DEV Community: Nikita Benkovich

We Investigated Why Claude’s Memory Fails. Here’s What We Learned

Nikita Benkovich — Wed, 01 Apr 2026 06:47:24 +0000

Memory is arguably the most fundamental capability for a useful agent. Without it:

The agent can't adapt to a user's preferences over time
It repeats the same mistakes across sessions
The user has to re-prompt the same rules every conversation ("always use strict typing", "never mock the database in tests", "our auth token expiry is 900s")

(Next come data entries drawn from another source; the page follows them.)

//! Device domain entities and value objects.

use chrono::{DateTime, Utc};
use serde::{Deserialize, Serialize};
use std::fmt;

// ============================================================================
// Type-Safe Identifiers
// ============================================================================

/// Unique identifier for an attached device (its UDID).
///
/// Opaque to us: the device library hands it out and we only compare it.
#[derive(Debug, Clone, PartialEq, Eq, Hash, PartialOrd, Ord, Default, Serialize, Deserialize)]
#[serde(transparent)]
pub struct DeviceId(String);

impl DeviceId {
    pub fn new(id: impl Into<String>) -> Self {
        Self(id.into())
    }

    pub fn as_str(&self) -> &str {
        &self.0
    }

    /// Returns true if the identifier is empty.
    ///
    /// Empty identifiers are rejected at the API boundary.
    pub fn is_empty(&self) -> bool {
        self.0.is_empty()
    }
}

impl fmt::Display for DeviceId {
    fn fmt(&self, f: &mut fmt::Formatter<'_>) -> fmt::Result {
        f.write_str(&self.0)
    }
}

impl From<String> for DeviceId {
    fn from(s: String) -> Self {
        Self(s)
    }
}

impl From<&str> for DeviceId {
    fn from(s: &str) -> Self {
        Self(s.to_string())
    }
}

impl AsRef<str> for DeviceId {
    fn as_ref(&self) -> &str {
        &self.0
    }
}

// ============================================================================
// Transport
// ============================================================================

/// How a device is reachable.
///
/// `Local` is the cable (USB) connection, `Network` is Wi-Fi. Ordering puts
/// the cable first, which is also the order interfaces are reported in.
#[derive(Debug, Clone, Copy, PartialEq, Eq, Hash, PartialOrd, Ord, Serialize, Deserialize)]
pub enum TransportKind {
    #[serde(rename = "USB")]
    Local,
    #[serde(rename = "Wi-Fi")]
    Network,
}

impl TransportKind {
    /// Label used in device listings.
    pub fn label(&self) -> &'static str {
        match self {
            Self::Local => "USB",
            Self::Network => "Wi-Fi",
        }
    }
}

impl fmt::Display for TransportKind {
    fn fmt(&self, f: &mut fmt::Formatter<'_>) -> fmt::Result {
        f.write_str(self.label())
    }
}

// ============================================================================
// Device Color
// ============================================================================

/// Enclosure colors the device reports as numeric codes.
#[derive(Debug, Clone, Copy, PartialEq, Eq)]
pub enum DeviceColor {
    White,
    Black,
    Silver,
    Gold,
    RoseGold,
    JetBlack,
}

impl DeviceColor {
    /// Maps the raw `DeviceColor` code to a known color.
    pub fn from_code(code: &str) -> Option<Self> {
        match code.trim() {
            "0" => Some(Self::White),
            "1" => Some(Self::Black),
            "2" => Some(Self::Silver),
            "3" => Some(Self::Gold),
            "4" => Some(Self::RoseGold),
            "5" => Some(Self::JetBlack),
            _ => None,
        }
    }

    pub fn label(&self) -> &'static str {
        match self {
            Self::White => "White",
            Self::Black => "Black",
            Self::Silver => "Silver",
            Self::Gold => "Gold",
            Self::RoseGold => "Rose Gold",
            Self::JetBlack => "Jet Black",
        }
    }
}

/// Normalizes a raw color code to its label. Unknown codes pass through.
pub fn normalize_device_color(raw: &str) -> String {
    DeviceColor::from_code(raw)
        .map(|c| c.label().to_string())
        .unwrap_or_else(|| raw.to_string())
}

// ============================================================================
// Properties
// ============================================================================

/// The type a property is read as.
#[derive(Debug, Clone, Copy, PartialEq, Eq)]
pub enum PropertyKind {
    Text,
    Flag,
}

/// A typed property value read from a device.
#[derive(Debug, Clone, PartialEq, Eq, Serialize, Deserialize)]
#[serde(untagged)]
pub enum PropertyValue {
    Text(String),
    Flag(bool),
}

impl PropertyValue {
    /// The value returned when a property is absent.
    pub fn empty(kind: PropertyKind) -> Self {
        match kind {
            PropertyKind::Text => Self::Text(String::new()),
            PropertyKind::Flag => Self::Flag(false),
        }
    }

    pub fn kind(&self) -> PropertyKind {
        match self {
            Self::Text(_) => PropertyKind::Text,
            Self::Flag(_) => PropertyKind::Flag,
        }
    }

    pub fn as_text(&self) -> Option<&str> {
        match self {
            Self::Text(s) => Some(s),
            Self::Flag(_) => None,
        }
    }

    pub fn as_flag(&self) -> Option<bool> {
        match self {
            Self::Flag(b) => Some(*b),
            Self::Text(_) => None,
        }
    }
}

impl From<&str> for PropertyValue {
    fn from(s: &str) -> Self {
        Self::Text(s.to_string())
    }
}

impl From<String> for PropertyValue {
    fn from(s: String) -> Self {
        Self::Text(s)
    }
}

impl From<bool> for PropertyValue {
    fn from(b: bool) -> Self {
        Self::Flag(b)
    }
}

/// The canonical property set read once when a device first attaches.
#[derive(Debug, Clone, Copy, PartialEq, Eq, Hash)]
pub enum DeviceProperty {
    Name,
    BuildVersion,
    CpuArchitecture,
    DeviceClass,
    DeviceColor,
    HardwareModel,
    ModelNumber,
    ProductType,
    ProductVersion,
    SerialNumber,
    TrustedHostAttached,
}

impl DeviceProperty {
    pub const ALL: [DeviceProperty; 11] = [
        Self::Name,
        Self::BuildVersion,
        Self::CpuArchitecture,
        Self::DeviceClass,
        Self::DeviceColor,
        Self::HardwareModel,
        Self::ModelNumber,
        Self::ProductType,
        Self::ProductVersion,
        Self::SerialNumber,
        Self::TrustedHostAttached,
    ];

    /// Key the device library knows this property by.
    pub fn native_key(&self) -> &'static str {
        match self {
            Self::Name => "DeviceName",
            Self::BuildVersion => "BuildVersion",
            Self::CpuArchitecture => "CPUArchitecture",
            Self::DeviceClass => "DeviceClass",
            Self::DeviceColor => "DeviceColor",
            Self::HardwareModel => "HardwareModel",
            Self::ModelNumber => "ModelNumber",
            Self::ProductType => "ProductType",
            Self::ProductVersion => "ProductVersion",
            Self::SerialNumber => "SerialNumber",
            Self::TrustedHostAttached => "TrustedHostAttached",
        }
    }

    pub fn kind(&self) -> PropertyKind {
        match self {
            Self::TrustedHostAttached => PropertyKind::Flag,
            _ => PropertyKind::Text,
        }
    }
}

/// Cached device properties as exposed to consumers.
#[derive(Debug, Clone, Default, PartialEq, Eq, Serialize, Deserialize)]
#[serde(rename_all = "camelCase")]
pub struct DeviceProperties {
    pub name: String,
    pub build_version: String,
    pub cpu_architecture: String,
    pub device_class: String,
    pub device_color: String,
    pub hardware_model: String,
    pub model_number: String,
    pub product_type: String,
    pub product_version: String,
    pub serial_number: String,
    pub trusted_host_attached: bool,
}

impl DeviceProperties {
    /// Stores a value read for `property`.
    ///
    /// Values of the wrong type are ignored. `DeviceColor` is normalized.
    pub fn set(&mut self, property: DeviceProperty, value: PropertyValue) {
        if property == DeviceProperty::TrustedHostAttached {
            if let Some(flag) = value.as_flag() {
                self.trusted_host_attached = flag;
            }
            return;
        }

        let Some(text) = value.as_text() else {
            return;
        };

        let slot = match property {
            DeviceProperty::Name => &mut self.name,
            DeviceProperty::BuildVersion => &mut self.build_version,
            DeviceProperty::CpuArchitecture => &mut self.cpu_architecture,
            DeviceProperty::DeviceClass => &mut self.device_class,
            DeviceProperty::DeviceColor => {
                self.device_color = normalize_device_color(text);
                return;
            }
            DeviceProperty::HardwareModel => &mut self.hardware_model,
            DeviceProperty::ModelNumber => &mut self.model_number,
            DeviceProperty::ProductType => &mut self.product_type,
            DeviceProperty::ProductVersion => &mut self.product_version,
            DeviceProperty::SerialNumber => &mut self.serial_number,
            DeviceProperty::TrustedHostAttached => return,
        };
        *slot = text.to_string();
    }
}

// ============================================================================
// View
// ============================================================================

/// Read-only snapshot of a visible device, as listed to consumers.
#[derive(Debug, Clone, PartialEq, Eq, Serialize, Deserialize)]
#[serde(rename_all = "camelCase")]
pub struct DeviceView {
    pub udid: DeviceId,

    /// Live transports, cable first.
    pub interfaces: Vec<TransportKind>,

    #[serde(flatten)]
    pub properties: DeviceProperties,

    /// When the device was first seen by the watcher.
    pub first_seen: DateTime<Utc>,
}

impl DeviceView {
    /// Returns true if the device is reachable over the cable.
    pub fn has_cable(&self) -> bool {
        self.interfaces.contains(&TransportKind::Local)
    }
}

This isn't a minor UX annoyance — it's the difference between an agent that gets better the more you use it and one that resets to zero every session.

The problem with Claude's native memory

Claude Code gives you two options:

CLAUDE.md — you write it, you maintain it. Rules the agent should follow, project context, conventions. Fully manual.
MEMORY.md — Claude maintains it automatically, appending notes during sessions. No manual work.

MEMORY.md sounds like it solves the problem. In practice it has three hard constraints:

Constraint	What it means
Per-repo scope	Global preferences (code style, team conventions) have to be duplicated into every project
One-time startup injection	The file is read once at session start, not re-surfaced when relevant mid-session
Size-bounded by position	Only the first N lines are read — notes get dropped by position, not by relevance

The result: as MEMORY.md grows, older notes fall off the bottom regardless of how important they are. And a rule written on day 1 of project A doesn't exist in project B.

What we wanted instead

We set a design target before writing any code:

Context-activated — hints surface when relevant to the current work, not at startup
No extra user-facing calls — injection should be automatic, invisible, fast
Unbounded storage — adding notes shouldn't degrade performance or relevance
Global — preferences like "never use duck typing when object structure is defined" should apply across all repos
Cheap — not a $0.10/tool-call overhead
Easy to install — one command installation

The core idea: a dedicated LLM whose context is your memory

Traditional retrieval — keyword search, vector embeddings matches on surface similarity. It doesn't understand what the agent is currently doing.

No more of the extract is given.